- _How to complete this task_
Search the material for the string "usize", then return every line where it is found.

- _Input for this task_
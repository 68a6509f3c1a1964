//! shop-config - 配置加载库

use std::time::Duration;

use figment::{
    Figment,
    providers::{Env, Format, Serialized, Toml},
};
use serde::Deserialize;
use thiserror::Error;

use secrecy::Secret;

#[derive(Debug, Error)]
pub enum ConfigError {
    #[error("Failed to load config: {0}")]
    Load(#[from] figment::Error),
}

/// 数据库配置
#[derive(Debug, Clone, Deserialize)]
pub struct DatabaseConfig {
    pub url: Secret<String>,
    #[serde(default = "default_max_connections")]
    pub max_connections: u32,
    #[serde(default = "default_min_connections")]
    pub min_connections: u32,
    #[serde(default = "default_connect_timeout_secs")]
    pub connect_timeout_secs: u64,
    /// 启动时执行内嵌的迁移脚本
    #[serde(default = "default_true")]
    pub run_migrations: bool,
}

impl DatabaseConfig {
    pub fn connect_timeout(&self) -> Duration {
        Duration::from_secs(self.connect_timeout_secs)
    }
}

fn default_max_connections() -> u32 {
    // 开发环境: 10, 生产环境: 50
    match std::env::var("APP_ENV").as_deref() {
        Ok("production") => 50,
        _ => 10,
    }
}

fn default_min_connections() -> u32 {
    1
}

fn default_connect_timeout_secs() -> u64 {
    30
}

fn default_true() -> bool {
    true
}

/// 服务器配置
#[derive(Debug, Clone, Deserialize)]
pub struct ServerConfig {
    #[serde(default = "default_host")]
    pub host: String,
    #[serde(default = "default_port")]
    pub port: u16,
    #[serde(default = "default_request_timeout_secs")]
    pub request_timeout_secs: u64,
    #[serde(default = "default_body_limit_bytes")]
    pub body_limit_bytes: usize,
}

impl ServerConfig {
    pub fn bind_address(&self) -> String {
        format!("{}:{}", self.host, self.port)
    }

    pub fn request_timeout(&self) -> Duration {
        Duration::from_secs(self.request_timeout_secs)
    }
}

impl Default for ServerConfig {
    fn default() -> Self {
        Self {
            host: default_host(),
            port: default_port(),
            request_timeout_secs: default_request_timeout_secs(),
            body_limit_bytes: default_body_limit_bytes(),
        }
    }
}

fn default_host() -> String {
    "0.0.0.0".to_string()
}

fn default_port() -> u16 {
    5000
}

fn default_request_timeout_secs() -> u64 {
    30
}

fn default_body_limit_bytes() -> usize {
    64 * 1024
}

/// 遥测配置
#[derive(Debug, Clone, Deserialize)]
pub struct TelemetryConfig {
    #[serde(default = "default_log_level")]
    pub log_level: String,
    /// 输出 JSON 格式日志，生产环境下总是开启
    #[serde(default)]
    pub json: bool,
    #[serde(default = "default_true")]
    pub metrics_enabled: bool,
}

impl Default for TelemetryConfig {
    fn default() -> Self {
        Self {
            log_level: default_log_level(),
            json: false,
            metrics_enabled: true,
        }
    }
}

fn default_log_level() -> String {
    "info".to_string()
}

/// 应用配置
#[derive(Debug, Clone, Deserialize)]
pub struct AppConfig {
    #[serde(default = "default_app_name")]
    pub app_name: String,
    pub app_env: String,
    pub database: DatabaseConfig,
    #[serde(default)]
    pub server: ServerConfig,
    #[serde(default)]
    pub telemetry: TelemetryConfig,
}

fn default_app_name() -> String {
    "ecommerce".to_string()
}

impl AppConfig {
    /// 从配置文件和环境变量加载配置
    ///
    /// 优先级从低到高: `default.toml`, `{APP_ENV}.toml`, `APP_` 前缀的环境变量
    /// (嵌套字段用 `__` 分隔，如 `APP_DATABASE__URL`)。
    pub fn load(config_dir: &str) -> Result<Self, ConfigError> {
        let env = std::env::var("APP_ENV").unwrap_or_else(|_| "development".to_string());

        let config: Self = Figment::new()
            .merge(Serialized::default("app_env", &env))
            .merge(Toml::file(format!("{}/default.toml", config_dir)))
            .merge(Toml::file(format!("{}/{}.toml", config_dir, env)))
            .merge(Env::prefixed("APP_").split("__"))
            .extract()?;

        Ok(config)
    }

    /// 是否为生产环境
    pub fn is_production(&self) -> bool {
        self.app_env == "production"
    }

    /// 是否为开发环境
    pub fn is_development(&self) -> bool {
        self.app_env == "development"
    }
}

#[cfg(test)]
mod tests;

- _Answer box_
    pub body_limit_bytes: usize,
fn default_body_limit_bytes() -> usize {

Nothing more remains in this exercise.